Task to complete:
Please copy each line from the entries that contains the string "QuasarError".

######

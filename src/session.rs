/*!
 * Distributed session context
 *
 * A `Session` is created once with an explicit configuration and owns the world
 * communicator. Every grid, communicator and handle set of the session is
 * derived from it; nothing is stored in a global default.
 */

use quasar_core_interface::{TaskExecutor, Value, WorkerId};
use quasar_core_topology::grid_size;
use quasar_local::LocalCluster;
use std::sync::Arc;
use tracing::{debug, info};

use crate::comm::Comm;
use crate::config::SessionConfig;
use crate::error::{QuasarError, Result};
use crate::handles::HandleSet;
use crate::topology::GridTopology;

/// Which workers a new communicator should span
#[derive(Debug, Clone, Default, PartialEq, Eq)]
pub struct WorkerSelection {
    /// How many to take (default: all remaining)
    pub num_workers: Option<usize>,
    /// Candidates (default: the whole pool)
    pub workers: Vec<WorkerId>,
    pub exclude: Vec<WorkerId>,
}

impl WorkerSelection {
    pub fn count(num_workers: usize) -> Self {
        Self {
            num_workers: Some(num_workers),
            ..Default::default()
        }
    }

    pub fn among(mut self, workers: impl IntoIterator<Item = WorkerId>) -> Self {
        self.workers.extend(workers);
        self
    }

    pub fn excluding(mut self, workers: impl IntoIterator<Item = WorkerId>) -> Self {
        self.exclude.extend(workers);
        self
    }
}

pub struct Session {
    config: SessionConfig,
    executor: Arc<dyn TaskExecutor>,
    cluster: Option<Arc<LocalCluster>>,
    world: Comm,
}

impl Session {
    /// Start an in-process pool and build the world communicator on it
    pub async fn local(config: SessionConfig) -> Result<Self> {
        let cluster = Arc::new(LocalCluster::start(config.cluster_config()).await?);
        let executor: Arc<dyn TaskExecutor> = cluster.clone();
        let mut session = Self::connect(executor, config).await?;
        session.cluster = Some(cluster);
        Ok(session)
    }

    /// Use an existing executor
    pub async fn connect(executor: Arc<dyn TaskExecutor>, config: SessionConfig) -> Result<Self> {
        let workers = executor.workers();
        let world = Comm::create(executor.clone(), &workers).await?;
        info!("Session started with {} workers", workers.len());
        Ok(Self {
            config,
            executor,
            cluster: None,
            world,
        })
    }

    pub fn config(&self) -> &SessionConfig {
        &self.config
    }

    pub fn executor(&self) -> &Arc<dyn TaskExecutor> {
        &self.executor
    }

    /// The in-process pool, when the session started one
    pub fn cluster(&self) -> Option<&Arc<LocalCluster>> {
        self.cluster.as_ref()
    }

    pub fn world(&self) -> &Comm {
        &self.world
    }

    pub fn workers(&self) -> Vec<WorkerId> {
        self.executor.workers()
    }

    /// Pick workers in pool order.
    ///
    /// # Errors
    ///
    /// `QuasarError::PoolAssembly` when fewer workers remain than requested.
    pub fn select_workers(&self, selection: &WorkerSelection) -> Result<Vec<WorkerId>> {
        let available: Vec<WorkerId> = self
            .executor
            .workers()
            .into_iter()
            .filter(|w| selection.workers.is_empty() || selection.workers.contains(w))
            .filter(|w| !selection.exclude.contains(w))
            .collect();

        let wanted = selection.num_workers.unwrap_or(available.len());
        if wanted > available.len() {
            return Err(QuasarError::PoolAssembly {
                expected: wanted,
                connected: available.len(),
            });
        }
        let selected: Vec<WorkerId> = available.into_iter().take(wanted).collect();
        debug!(selected = ?selected, "Selected workers");
        Ok(selected)
    }

    pub async fn create_comm(&self, selection: &WorkerSelection) -> Result<Comm> {
        let workers = self.select_workers(selection)?;
        Comm::create(self.executor.clone(), &workers).await
    }

    /// A grid over the first `product(dims)` workers.
    ///
    /// Without `periods`, every axis takes the configured default periodicity.
    pub async fn create_cart(
        &self,
        dims: &[usize],
        periods: Option<&[bool]>,
    ) -> Result<Arc<GridTopology>> {
        let periods = match periods {
            Some(periods) => periods.to_vec(),
            None => vec![self.config.periodic; dims.len()],
        };
        if dims.is_empty() || dims.contains(&0) {
            return Err(QuasarError::Topology(format!("invalid grid dims {:?}", dims)));
        }
        let comm = self
            .create_comm(&WorkerSelection::count(grid_size(dims)))
            .await?;
        comm.create_cart(dims, &periods).await
    }

    /// Place one value per world worker
    pub async fn scatter(&self, values: Vec<Value>) -> Result<HandleSet> {
        let handles = self
            .executor
            .scatter(values, self.world.workers(), false)
            .await?;
        Ok(HandleSet::new(self.executor.clone(), handles))
    }

    /// Stop the in-process pool, if any
    pub async fn shutdown(&self) {
        if let Some(cluster) = &self.cluster {
            cluster.shutdown().await;
        }
    }
}

impl std::fmt::Debug for Session {
    fn fmt(&self, f: &mut std::fmt::Formatter<'_>) -> std::fmt::Result {
        f.debug_struct("Session")
            .field("config", &self.config)
            .field("world", &self.world)
            .finish()
    }
}

#[cfg(test)]
mod tests {
    use super::*;

    #[tokio::test]
    async fn test_select_workers_filters_in_pool_order() {
        let session = Session::local(SessionConfig::with_workers(4)).await.unwrap();
        let selection = WorkerSelection::count(2).excluding([WorkerId::new("local-0")]);
        assert_eq!(
            session.select_workers(&selection).unwrap(),
            vec![WorkerId::new("local-1"), WorkerId::new("local-2")]
        );

        let among = WorkerSelection::default()
            .among([WorkerId::new("local-3"), WorkerId::new("elsewhere")]);
        assert_eq!(
            session.select_workers(&among).unwrap(),
            vec![WorkerId::new("local-3")]
        );
    }

    #[tokio::test]
    async fn test_too_many_workers_is_pool_assembly_error() {
        let session = Session::local(SessionConfig::with_workers(2)).await.unwrap();
        let err = session
            .select_workers(&WorkerSelection::count(3))
            .unwrap_err();
        assert_eq!(
            err,
            QuasarError::PoolAssembly {
                expected: 3,
                connected: 2
            }
        );
    }

    #[tokio::test]
    async fn test_create_cart_uses_default_periodicity() {
        let config = SessionConfig {
            periodic: true,
            ..SessionConfig::with_workers(4)
        };
        let session = Session::local(config).await.unwrap();
        let grid = session.create_cart(&[3], None).await.unwrap();
        assert_eq!(grid.periods(), &[true]);
        assert_eq!(grid.len(), 3);
        session.shutdown().await;
    }
}
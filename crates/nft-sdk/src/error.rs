use nft_types::ObjectId;
use thiserror::Error;

use crate::wallet::WalletError;

#[derive(Debug, Error)]
pub enum SdkError {
    #[error("cannot resolve item {0}")]
    CannotResolveItem(ObjectId),

    #[error("market not found: {0}")]
    MarketNotFound(ObjectId),

    #[error("market {0} is not live yet")]
    MarketNotLive(ObjectId),

    #[error("market {0} has no sales")]
    NoActiveSale(ObjectId),

    #[error("no {coin_type} coin has a balance of at least {required}")]
    InsufficientBalance { coin_type: String, required: u64 },

    #[error("invalid price: {0:?}")]
    InvalidPrice(String),

    #[error("object not found: {0}")]
    ObjectNotFound(ObjectId),

    #[error("nft {0} does not belong to a collection")]
    MissingCollection(ObjectId),

    #[error("provider error: {0}")]
    Provider(#[from] nft_provider::ProviderError),

    #[error("loader error: {0}")]
    Loader(#[from] nft_loader::LoaderError),

    #[error("wallet error: {0}")]
    Wallet(#[from] WalletError),
}

pub type SdkResult<T> = Result<T, SdkError>;

/// Parse a decimal price in the coin's smallest unit.
pub fn parse_price(price: &str) -> SdkResult<u64> {
    price
        .trim()
        .parse()
        .map_err(|_| SdkError::InvalidPrice(price.to_owned()))
}
//! Lenient readers over Move field maps.
//!
//! Nested structs arrive as `{"type": .., "fields": {..}}`, UIDs as
//! `{"id": "0x.."}` and 64-bit integers as decimal strings. Every reader
//! returns an empty value instead of failing when a field is absent or has an
//! unexpected shape.

use std::collections::BTreeMap;

use nft_types::ObjectId;
use serde_json::{Map, Value};

/// A field rendered as a string; `""` when absent or null.
pub fn str_field(fields: &Map<String, Value>, key: &str) -> String {
    fields.get(key).map(value_to_string).unwrap_or_default()
}

/// A bool field, `false` unless present and `true`.
pub fn bool_field(fields: &Map<String, Value>, key: &str) -> bool {
    fields.get(key).and_then(Value::as_bool).unwrap_or(false)
}

/// A u64 field encoded as a number or a decimal string; `0` otherwise.
pub fn u64_field(fields: &Map<String, Value>, key: &str) -> u64 {
    fields.get(key).and_then(value_to_u64).unwrap_or(0)
}

/// An object ID field, unwrapping `UID`/`ID` wrappers.
pub fn id_field(fields: &Map<String, Value>, key: &str) -> Option<ObjectId> {
    fields.get(key).and_then(value_to_id)
}

/// A vector-of-strings field; non-string entries are skipped.
pub fn string_list(fields: &Map<String, Value>, key: &str) -> Vec<String> {
    match fields.get(key).map(unwrap_struct) {
        Some(Value::Array(items)) => items
            .iter()
            .map(unwrap_struct)
            .filter_map(|v| match v {
                Value::String(s) => Some(s.clone()),
                Value::Object(map) => map.values().find_map(|v| v.as_str().map(str::to_owned)),
                _ => None,
            })
            .collect(),
        _ => Vec::new(),
    }
}

/// Fields of a nested struct value, if it is one.
pub fn struct_fields<'a>(fields: &'a Map<String, Value>, key: &str) -> Option<&'a Map<String, Value>> {
    fields.get(key).and_then(nested_fields)
}

/// Decode a `VecMap`-style attribute table: parallel `keys` and `values`.
pub fn attributes(fields: &Map<String, Value>) -> BTreeMap<String, String> {
    let Some(table) = fields.get("attributes").map(unwrap_struct).and_then(Value::as_object) else {
        return BTreeMap::new();
    };
    let list = |key: &str| -> Vec<String> {
        match table.get(key) {
            Some(Value::Array(items)) => items.iter().map(value_to_string).collect(),
            _ => Vec::new(),
        }
    };
    list("keys").into_iter().zip(list("values")).collect()
}

/// The inner `fields` map of a nested Move struct value.
pub fn nested_fields(value: &Value) -> Option<&Map<String, Value>> {
    unwrap_struct(value).as_object()
}

/// `{"type": .., "fields": X}` becomes `X`; anything else is returned as is.
fn unwrap_struct(value: &Value) -> &Value {
    match value.get("fields") {
        Some(inner) if value.get("type").is_some() || value.as_object().is_some_and(|m| m.len() == 1) => inner,
        _ => value,
    }
}

/// An object ID from a bare string or a `UID`/`ID` struct.
pub fn value_to_id(value: &Value) -> Option<ObjectId> {
    match unwrap_struct(value) {
        Value::String(s) if !s.is_empty() => Some(ObjectId::new(s.clone())),
        Value::Object(map) => map.get("id").or_else(|| map.get("bytes")).and_then(value_to_id),
        _ => None,
    }
}

/// A u64 from a JSON number or decimal string.
pub fn value_to_u64(value: &Value) -> Option<u64> {
    match value {
        Value::Number(n) => n.as_u64(),
        Value::String(s) => s.parse().ok(),
        _ => None,
    }
}

fn value_to_string(value: &Value) -> String {
    match value {
        Value::String(s) => s.clone(),
        Value::Null => String::new(),
        other => other.to_string(),
    }
}
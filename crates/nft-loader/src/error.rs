use std::sync::Arc;

use thiserror::Error;

/// Errors delivered to callers waiting on a batch.
///
/// A batch has many waiters and each receives its own copy of the outcome,
/// so the error is cheaply cloneable.
#[derive(Clone, Debug, Error)]
pub enum LoaderError {
    /// The batch fetch itself failed; every key in the batch sees this.
    #[error("batch fetch failed: {0}")]
    Fetch(Arc<dyn std::error::Error + Send + Sync>),

    /// The task driving the batch went away before it settled.
    #[error("batch was dropped before it settled")]
    Dropped,
}

impl LoaderError {
    pub fn fetch<E>(err: E) -> Self
    where
        E: std::error::Error + Send + Sync + 'static,
    {
        Self::Fetch(Arc::new(err))
    }
}

pub type LoaderResult<T> = Result<T, LoaderError>;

######

Task answer:
use crate::error::{QuasarError, Result};
    /// `QuasarError::PoolAssembly` when fewer workers remain than requested.
            return Err(QuasarError::PoolAssembly {
            return Err(QuasarError::Topology(format!("invalid grid dims {:?}", dims)));
            QuasarError::PoolAssembly {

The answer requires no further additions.